Task directions: Please report every line in the entries that contains the string "between".

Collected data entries
▬▬▬▬▬▬

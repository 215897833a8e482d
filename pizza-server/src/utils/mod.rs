//! Utilities
//!
//! - [`logger`] - tracing subscriber setup

pub mod logger;

pub use logger::{init_logger, init_logger_with_file};
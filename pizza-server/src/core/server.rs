//! Server Implementation
//!
//! Binds the HTTP listener, serves the API router and drains in-flight
//! requests on Ctrl-C.

use std::future::IntoFuture;
use std::time::Duration;

use crate::api;
use crate::core::{Config, Result, ServerState};

pub struct Server {
    config: Config,
    state: Option<ServerState>,
}

impl Server {
    pub fn new(config: Config) -> Self {
        Self {
            config,
            state: None,
        }
    }

    /// Create server with existing state
    pub fn with_state(config: Config, state: ServerState) -> Self {
        Self {
            config,
            state: Some(state),
        }
    }

    pub async fn run(&self) -> Result<()> {
        let state = match &self.state {
            Some(s) => s.clone(),
            None => ServerState::initialize(&self.config)?,
        };

        let app = api::build_app(state);
        let addr = std::net::SocketAddr::from(([0, 0, 0, 0], self.config.http_port));
        let listener = tokio::net::TcpListener::bind(addr).await?;
        tracing::info!("Pizza server listening on {}", addr);

        let (stop_tx, mut stop_rx) = tokio::sync::watch::channel(false);
        let serve = axum::serve(listener, app)
            .with_graceful_shutdown(async move {
                let _ = stop_rx.changed().await;
            })
            .into_future();
        tokio::pin!(serve);

        tokio::select! {
            res = &mut serve => res?,
            _ = tokio::signal::ctrl_c() => {
                tracing::info!("Shutting down...");
                let _ = stop_tx.send(true);
                let grace = Duration::from_millis(self.config.shutdown_timeout_ms);
                match tokio::time::timeout(grace, serve).await {
                    Ok(res) => res?,
                    Err(_) => tracing::warn!(?grace, "Graceful shutdown timed out, dropping connections"),
                }
            }
        }

        tracing::info!("Server stopped");
        Ok(())
    }
}
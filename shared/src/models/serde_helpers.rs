//! Serde helpers for partial-update payloads

use serde::{Deserialize, Deserializer};

/// Deserialize a field that distinguishes "absent" from "null"
///
/// Use with `#[serde(default, deserialize_with = "serde_helpers::nullable")]`:
/// a missing field stays `None`, `null` becomes `Some(None)` and a value
/// becomes `Some(Some(v))`.
pub fn nullable<'de, D, T>(deserializer: D) -> Result<Option<Option<T>>, D::Error>
where
    D: Deserializer<'de>,
    T: Deserialize<'de>,
{
    Option::<T>::deserialize(deserializer).map(Some)
}
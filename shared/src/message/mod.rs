//! Push-channel event types
//!
//! Events are published to `order:<id>` (customers tracking one order) and
//! `admin-dashboard` (every order). Both carry small JSON payloads of the
//! form `{"type": ..., "payload": ...}`.

use crate::models::{Order, Stage};
use chrono::{DateTime, Utc};
use serde::{Deserialize, Serialize};

/// Aggregate channel for the admin dashboard
pub const ADMIN_DASHBOARD_CHANNEL: &str = "admin-dashboard";

/// Per-order channel name
pub fn order_channel(order_id: &str) -> String {
    format!("order:{order_id}")
}

/// Stage change notification
///
/// Consumers deduplicate on `(order_id, current_stage)`.
#[derive(Debug, Clone, PartialEq, Serialize, Deserialize)]
#[serde(rename_all = "camelCase")]
pub struct OrderStatusEvent {
    pub order_id: String,
    pub status: String,
    pub current_stage: Stage,
    pub timestamp: DateTime<Utc>,
}

impl OrderStatusEvent {
    pub fn from_order(order: &Order) -> Self {
        Self {
            order_id: order.id.clone(),
            status: order.status.clone(),
            current_stage: order.current_stage,
            timestamp: order.last_transition_at(),
        }
    }
}

/// New order summary for the dashboard
#[derive(Debug, Clone, PartialEq, Serialize, Deserialize)]
#[serde(rename_all = "camelCase")]
pub struct OrderCreatedEvent {
    pub order_id: String,
    pub customer_name: String,
    pub total: f64,
    pub item_count: u32,
    pub created_at: DateTime<Utc>,
}

impl OrderCreatedEvent {
    pub fn from_order(order: &Order) -> Self {
        Self {
            order_id: order.id.clone(),
            customer_name: order.customer.name.clone(),
            total: order.total,
            item_count: order.items.iter().map(|l| l.quantity).sum(),
            created_at: order.created_at,
        }
    }
}

#[derive(Debug, Clone, PartialEq, Serialize, Deserialize)]
#[serde(tag = "type", content = "payload", rename_all = "snake_case")]
pub enum HubEvent {
    OrderCreated(OrderCreatedEvent),
    StatusChanged(OrderStatusEvent),
}

impl HubEvent {
    pub fn order_id(&self) -> &str {
        match self {
            Self::OrderCreated(e) => &e.order_id,
            Self::StatusChanged(e) => &e.order_id,
        }
    }
}

#[cfg(test)]
mod tests {
    use super::*;

    #[test]
    fn test_channel_names() {
        assert_eq!(order_channel("abc"), "order:abc");
        assert_eq!(ADMIN_DASHBOARD_CHANNEL, "admin-dashboard");
    }

    #[test]
    fn test_hub_event_wire_shape() {
        let event = HubEvent::StatusChanged(OrderStatusEvent {
            order_id: "o-1".into(),
            status: "Baking".into(),
            current_stage: Stage::Baking,
            timestamp: "2026-03-01T12:00:00Z".parse().unwrap(),
        });
        let json = serde_json::to_value(&event).unwrap();
        assert_eq!(json["type"], "status_changed");
        assert_eq!(json["payload"]["orderId"], "o-1");
        assert_eq!(json["payload"]["currentStage"], 2);
        assert_eq!(event.order_id(), "o-1");
    }
}
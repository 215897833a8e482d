//! Cart validation
//!
//! Pricing itself never fails; lines that cannot be sold are rejected here,
//! before pricing, by both the quote and checkout paths.

use shared::error::{AppError, ErrorCode};
use shared::models::{CartLine, PriceInput, Topping};
use thiserror::Error;

use super::money::MAX_PRICE;

pub const MIN_QUANTITY: u32 = 1;
pub const MAX_QUANTITY: u32 = 99;

#[derive(Debug, Clone, PartialEq, Error)]
pub enum CartError {
    #[error("Cart has no items")]
    Empty,

    #[error("Line {index}: quantity must be between 1 and 99, got {quantity}")]
    InvalidQuantity { index: usize, quantity: u32 },

    #[error("Line {index}: base price must be a finite amount up to 1000000")]
    InvalidPrice { index: usize },

    #[error("Line {index}: topping {topping} price must be a finite amount up to 1000000")]
    InvalidToppingPrice { index: usize, topping: usize },
}

fn price_in_range(price: f64) -> bool {
    price.is_finite() && price <= MAX_PRICE
}

fn check_prices(index: usize, base_price: f64, toppings: &[Topping]) -> Result<(), CartError> {
    if !price_in_range(base_price) {
        return Err(CartError::InvalidPrice { index });
    }
    if let Some(topping) = toppings
        .iter()
        .position(|t| t.price.is_some_and(|p| !price_in_range(p)))
    {
        return Err(CartError::InvalidToppingPrice { index, topping });
    }
    Ok(())
}

/// Validate a single-pizza quote request
pub fn validate_price_input(input: &PriceInput) -> Result<(), CartError> {
    check_prices(0, input.base_price, &input.toppings)
}

/// Validate every line of a cart
pub fn validate_cart(lines: &[CartLine]) -> Result<(), CartError> {
    if lines.is_empty() {
        return Err(CartError::Empty);
    }
    for (index, line) in lines.iter().enumerate() {
        if !(MIN_QUANTITY..=MAX_QUANTITY).contains(&line.quantity) {
            return Err(CartError::InvalidQuantity {
                index,
                quantity: line.quantity,
            });
        }
        check_prices(index, line.base_price, &line.toppings)?;
    }
    Ok(())
}

impl From<CartError> for AppError {
    fn from(err: CartError) -> Self {
        let message = err.to_string();
        match err {
            CartError::Empty => AppError::with_message(ErrorCode::OrderEmpty, message),
            CartError::InvalidQuantity { index, quantity } => {
                AppError::with_message(ErrorCode::OrderInvalidQuantity, message)
                    .with_detail("line", index)
                    .with_detail("quantity", quantity)
            }
            CartError::InvalidPrice { index } => {
                AppError::with_message(ErrorCode::ValueOutOfRange, message)
                    .with_detail("line", index)
            }
            CartError::InvalidToppingPrice { index, topping } => {
                AppError::with_message(ErrorCode::ValueOutOfRange, message)
                    .with_detail("line", index)
                    .with_detail("topping", topping)
            }
        }
    }
}

#[cfg(test)]
mod tests {
    use super::*;
    use shared::models::{Crust, Size};

    fn line(quantity: u32, base_price: f64) -> CartLine {
        CartLine {
            name: "Pepperoni".into(),
            base_price,
            size: Size::Medium,
            crust: Crust::Classic,
            toppings: vec![],
            quantity,
        }
    }

    #[test]
    fn test_empty_cart_rejected() {
        assert_eq!(validate_cart(&[]), Err(CartError::Empty));
    }

    #[test]
    fn test_quantity_bounds() {
        assert!(validate_cart(&[line(1, 10.0), line(99, 10.0)]).is_ok());
        assert_eq!(
            validate_cart(&[line(1, 10.0), line(0, 10.0)]),
            Err(CartError::InvalidQuantity {
                index: 1,
                quantity: 0
            })
        );
        assert!(matches!(
            validate_cart(&[line(100, 10.0)]),
            Err(CartError::InvalidQuantity { quantity: 100, .. })
        ));
    }

    #[test]
    fn test_non_finite_price_rejected() {
        assert_eq!(
            validate_cart(&[line(1, f64::INFINITY)]),
            Err(CartError::InvalidPrice { index: 0 })
        );
    }

    #[test]
    fn test_price_upper_bound() {
        assert!(validate_cart(&[line(1, MAX_PRICE)]).is_ok());
        assert_eq!(
            validate_cart(&[line(1, MAX_PRICE + 1.0)]),
            Err(CartError::InvalidPrice { index: 0 })
        );
        assert_eq!(
            validate_cart(&[line(1, 7e28)]),
            Err(CartError::InvalidPrice { index: 0 })
        );
    }

    #[test]
    fn test_huge_topping_price_rejected() {
        let mut pizza = line(2, 1000.0);
        pizza.toppings = vec![
            Topping::priced("a", 1.0),
            Topping::new("b"),
            Topping::priced("c", MAX_PRICE),
            Topping::priced("d", 7e28),
            Topping::priced("e", 7e28),
        ];
        let err = validate_cart(&[line(1, 10.0), pizza]).unwrap_err();
        assert_eq!(err, CartError::InvalidToppingPrice { index: 1, topping: 3 });
        let app: AppError = err.into();
        assert_eq!(app.code, ErrorCode::ValueOutOfRange);
    }

    #[test]
    fn test_quote_input_bounds() {
        let mut input = PriceInput {
            base_price: 1003.0,
            size: Size::Medium,
            crust: Crust::Thin,
            toppings: vec![Topping::priced("olives", 80.0)],
        };
        assert!(validate_price_input(&input).is_ok());
        input.toppings.push(Topping::priced("gold", f64::INFINITY));
        assert!(matches!(
            validate_price_input(&input),
            Err(CartError::InvalidToppingPrice { topping: 1, .. })
        ));
        input.base_price = 7e28;
        assert_eq!(
            validate_price_input(&input),
            Err(CartError::InvalidPrice { index: 0 })
        );
    }

    #[test]
    fn test_error_codes() {
        let err: AppError = CartError::Empty.into();
        assert_eq!(err.code, ErrorCode::OrderEmpty);
        let err: AppError = CartError::InvalidQuantity {
            index: 0,
            quantity: 0,
        }
        .into();
        assert_eq!(err.code, ErrorCode::OrderInvalidQuantity);
    }
}
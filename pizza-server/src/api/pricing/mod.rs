//! Pricing API
//!
//! | Path | Method | Description |
//! |------|--------|-------------|
//! | /api/pricing/quote | POST | Breakdown for one pizza |
//! | /api/pricing/cart | POST | Priced lines and subtotal |

mod handler;

use axum::{Router, routing::post};

use crate::core::ServerState;

pub fn router() -> Router<ServerState> {
    Router::new().nest("/api/pricing", routes())
}

fn routes() -> Router<ServerState> {
    Router::new()
        .route("/quote", post(handler::quote))
        .route("/cart", post(handler::cart))
}
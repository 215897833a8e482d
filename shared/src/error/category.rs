//! Error category classification

use super::codes::ErrorCode;
use serde::{Deserialize, Serialize};

/// Error category classification based on error code ranges
///
/// Categories are determined by the leading digit of the error code:
/// - 0xxx: General errors
/// - 1xxx: Authentication errors
/// - 2xxx: Permission errors
/// - 3xxx: Offer errors
/// - 4xxx: Order errors
/// - 9xxx: System errors
///
/// Unassigned ranges fall back to `General`.
#[derive(Debug, Clone, Copy, PartialEq, Eq, Hash, Serialize, Deserialize)]
#[serde(rename_all = "snake_case")]
pub enum ErrorCategory {
    /// General errors (0xxx)
    General,
    /// Authentication errors (1xxx)
    Auth,
    /// Permission errors (2xxx)
    Permission,
    /// Offer / coupon errors (3xxx)
    Offer,
    /// Order errors (4xxx)
    Order,
    /// System errors (9xxx)
    System,
}

impl ErrorCategory {
    /// Determine category from error code value
    pub fn from_code(code: u16) -> Self {
        match code {
            1000..2000 => Self::Auth,
            2000..3000 => Self::Permission,
            3000..4000 => Self::Offer,
            4000..5000 => Self::Order,
            9000.. => Self::System,
            _ => Self::General,
        }
    }

    /// Get the string name for this category
    pub fn name(&self) -> &'static str {
        match self {
            Self::General => "general",
            Self::Auth => "auth",
            Self::Permission => "permission",
            Self::Offer => "offer",
            Self::Order => "order",
            Self::System => "system",
        }
    }
}

impl ErrorCode {
    /// Get the category for this error code
    pub fn category(&self) -> ErrorCategory {
        ErrorCategory::from_code(self.code())
    }
}

#[cfg(test)]
mod tests {
    use super::*;

    #[test]
    fn test_category_from_code() {
        assert_eq!(ErrorCategory::from_code(0), ErrorCategory::General);
        assert_eq!(ErrorCategory::from_code(999), ErrorCategory::General);
        assert_eq!(ErrorCategory::from_code(1001), ErrorCategory::Auth);
        assert_eq!(ErrorCategory::from_code(2001), ErrorCategory::Permission);
        assert_eq!(ErrorCategory::from_code(3005), ErrorCategory::Offer);
        assert_eq!(ErrorCategory::from_code(4007), ErrorCategory::Order);
        assert_eq!(ErrorCategory::from_code(6001), ErrorCategory::General);
        assert_eq!(ErrorCategory::from_code(9001), ErrorCategory::System);
        assert_eq!(ErrorCategory::from_code(10000), ErrorCategory::System);
    }

    #[test]
    fn test_error_code_category() {
        assert_eq!(ErrorCode::Success.category(), ErrorCategory::General);
        assert_eq!(ErrorCode::TokenInvalid.category(), ErrorCategory::Auth);
        assert_eq!(
            ErrorCode::AdminRequired.category(),
            ErrorCategory::Permission
        );
        assert_eq!(ErrorCode::OfferExpired.category(), ErrorCategory::Offer);
        assert_eq!(ErrorCode::OrderCannotCancel.category(), ErrorCategory::Order);
        assert_eq!(ErrorCode::DatabaseError.category(), ErrorCategory::System);
    }

    #[test]
    fn test_category_serialize() {
        let json = serde_json::to_string(&ErrorCategory::Offer).unwrap();
        assert_eq!(json, "\"offer\"");

        let category: ErrorCategory = serde_json::from_str("\"system\"").unwrap();
        assert_eq!(category, ErrorCategory::System);
    }
}
//! Push channel over WebSocket
//!
//! | Path | Auth |
//! |------|------|
//! | /ws/orders/{id} | owner, admin, guest holding the id |
//! | /ws/admin | admin |
//!
//! Browsers cannot set headers on a WebSocket handshake, so a bearer token
//! may also be passed as `?token=<JWT>`.
//!
//! Server → client frames are JSON [`HubEvent`]s. The current status is sent
//! on connect and again whenever the subscriber lags behind the broadcast
//! buffer. Every status frame passes through a [`StageTracker`], so a client
//! never sees the same `(orderId, currentStage)` twice on one connection.

use axum::extract::ws::{Message, WebSocket, WebSocketUpgrade};
use axum::extract::{Path, Query, State};
use axum::response::IntoResponse;
use axum::{Router, routing::get};
use futures::stream::SplitSink;
use futures::{SinkExt, StreamExt};
use serde::Deserialize;
use shared::message::{ADMIN_DASHBOARD_CHANNEL, order_channel};
use shared::{AppError, AppResult, HubEvent, OrderStatusEvent};
use tokio::sync::broadcast;
use tokio::time::Duration;

use crate::auth::RequesterContext;
use crate::core::ServerState;
use crate::live::StageTracker;

const PING_INTERVAL: Duration = Duration::from_secs(30);

/// Context used for dashboard snapshots after the admin check passed
const DASHBOARD_READER: RequesterContext = RequesterContext {
    user_id: None,
    is_admin: true,
};

pub fn router() -> Router<ServerState> {
    Router::new()
        .route("/ws/orders/{id}", get(order_ws))
        .route("/ws/admin", get(admin_ws))
}

#[derive(Debug, Deserialize)]
pub struct WsAuthQuery {
    token: Option<String>,
}

/// Header context wins; otherwise fall back to the query token
fn resolve_context(
    state: &ServerState,
    header_ctx: RequesterContext,
    query: &WsAuthQuery,
) -> AppResult<RequesterContext> {
    match &query.token {
        Some(token) if header_ctx.is_guest() => {
            RequesterContext::from_token(state.jwt_service(), token)
        }
        _ => Ok(header_ctx),
    }
}

/// GET /ws/orders/{id} - live status of one order
pub async fn order_ws(
    State(state): State<ServerState>,
    header_ctx: RequesterContext,
    Path(order_id): Path<String>,
    Query(query): Query<WsAuthQuery>,
    ws: WebSocketUpgrade,
) -> Result<impl IntoResponse, AppError> {
    let ctx = resolve_context(&state, header_ctx, &query)?;
    // access check before upgrading
    state.orders.order_status(&order_id, &ctx)?;

    let feed = Feed::Order { order_id, ctx };
    Ok(ws.on_upgrade(move |socket| run_session(socket, state, feed)))
}

/// GET /ws/admin - every order event
pub async fn admin_ws(
    State(state): State<ServerState>,
    header_ctx: RequesterContext,
    Query(query): Query<WsAuthQuery>,
    ws: WebSocketUpgrade,
) -> Result<impl IntoResponse, AppError> {
    let ctx = resolve_context(&state, header_ctx, &query)?;
    ctx.require_admin()?;

    Ok(ws.on_upgrade(move |socket| run_session(socket, state, Feed::Dashboard)))
}

/// Where a session's snapshots come from
enum Feed {
    Order {
        order_id: String,
        ctx: RequesterContext,
    },
    Dashboard,
}

impl Feed {
    fn channel(&self) -> String {
        match self {
            Feed::Order { order_id, .. } => order_channel(order_id),
            Feed::Dashboard => ADMIN_DASHBOARD_CHANNEL.to_string(),
        }
    }

    /// Current status of every order this feed covers
    fn snapshot(&self, state: &ServerState) -> Vec<OrderStatusEvent> {
        let result = match self {
            Feed::Order { order_id, ctx } => {
                state.orders.order_status(order_id, ctx).map(|s| vec![s])
            }
            Feed::Dashboard => state
                .orders
                .list_orders(&DASHBOARD_READER)
                .map(|orders| {
                    orders
                        .iter()
                        .filter(|o| !o.current_stage.is_terminal())
                        .map(OrderStatusEvent::from_order)
                        .collect()
                }),
        };
        result.unwrap_or_else(|e| {
            tracing::warn!(error = %e, "WS snapshot unavailable");
            Vec::new()
        })
    }
}

async fn run_session(socket: WebSocket, state: ServerState, feed: Feed) {
    let (mut sink, mut stream) = socket.split();
    let channel = feed.channel();
    tracing::info!(channel = %channel, "WS connected");

    // subscribe before the snapshot so no transition falls in between
    let mut hub_rx = state.hub.subscribe(&channel);
    let mut tracker = StageTracker::new();

    if send_snapshot(&mut sink, &mut tracker, feed.snapshot(&state))
        .await
        .is_ok()
    {
        let mut ping_interval = tokio::time::interval(PING_INTERVAL);
        ping_interval.tick().await; // skip immediate

        loop {
            tokio::select! {
                _ = ping_interval.tick() => {
                    if sink.send(Message::Ping(vec![].into())).await.is_err() {
                        break;
                    }
                }

                event = hub_rx.recv() => {
                    match event {
                        Ok(event) => {
                            let fresh = match &event {
                                HubEvent::StatusChanged(status) => tracker.apply(status),
                                HubEvent::OrderCreated(_) => true,
                            };
                            if fresh && send_event(&mut sink, &event).await.is_err() {
                                break;
                            }
                        }
                        Err(broadcast::error::RecvError::Lagged(n)) => {
                            tracing::warn!(channel = %channel, lagged = n, "WS subscriber lagged, resending snapshot");
                            hub_rx = state.hub.subscribe(&channel);
                            if send_snapshot(&mut sink, &mut tracker, feed.snapshot(&state))
                                .await
                                .is_err()
                            {
                                break;
                            }
                        }
                        Err(broadcast::error::RecvError::Closed) => break,
                    }
                }

                msg = stream.next() => {
                    match msg {
                        Some(Ok(Message::Close(_))) | None => break,
                        Some(Err(_)) => break,
                        // client frames carry no commands
                        Some(Ok(_)) => {}
                    }
                }
            }
        }
    }

    drop(hub_rx);
    state.hub.release(&channel);
    tracing::info!(channel = %channel, "WS disconnected");
}

type WsSink = SplitSink<WebSocket, Message>;

async fn send_snapshot(
    sink: &mut WsSink,
    tracker: &mut StageTracker,
    statuses: Vec<OrderStatusEvent>,
) -> Result<(), axum::Error> {
    for status in statuses {
        if tracker.apply(&status) {
            send_event(sink, &HubEvent::StatusChanged(status)).await?;
        }
    }
    Ok(())
}

async fn send_event(sink: &mut WsSink, event: &HubEvent) -> Result<(), axum::Error> {
    match serde_json::to_string(event) {
        Ok(json) => sink.send(Message::Text(json.into())).await,
        Err(e) => {
            tracing::error!(error = %e, "Failed to encode hub event");
            Ok(())
        }
    }
}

▬▬▬▬▬▬

Answer to the exercise:
    #[error("Line {index}: quantity must be between 1 and 99, got {quantity}")]
    // subscribe before the snapshot so no transition falls in between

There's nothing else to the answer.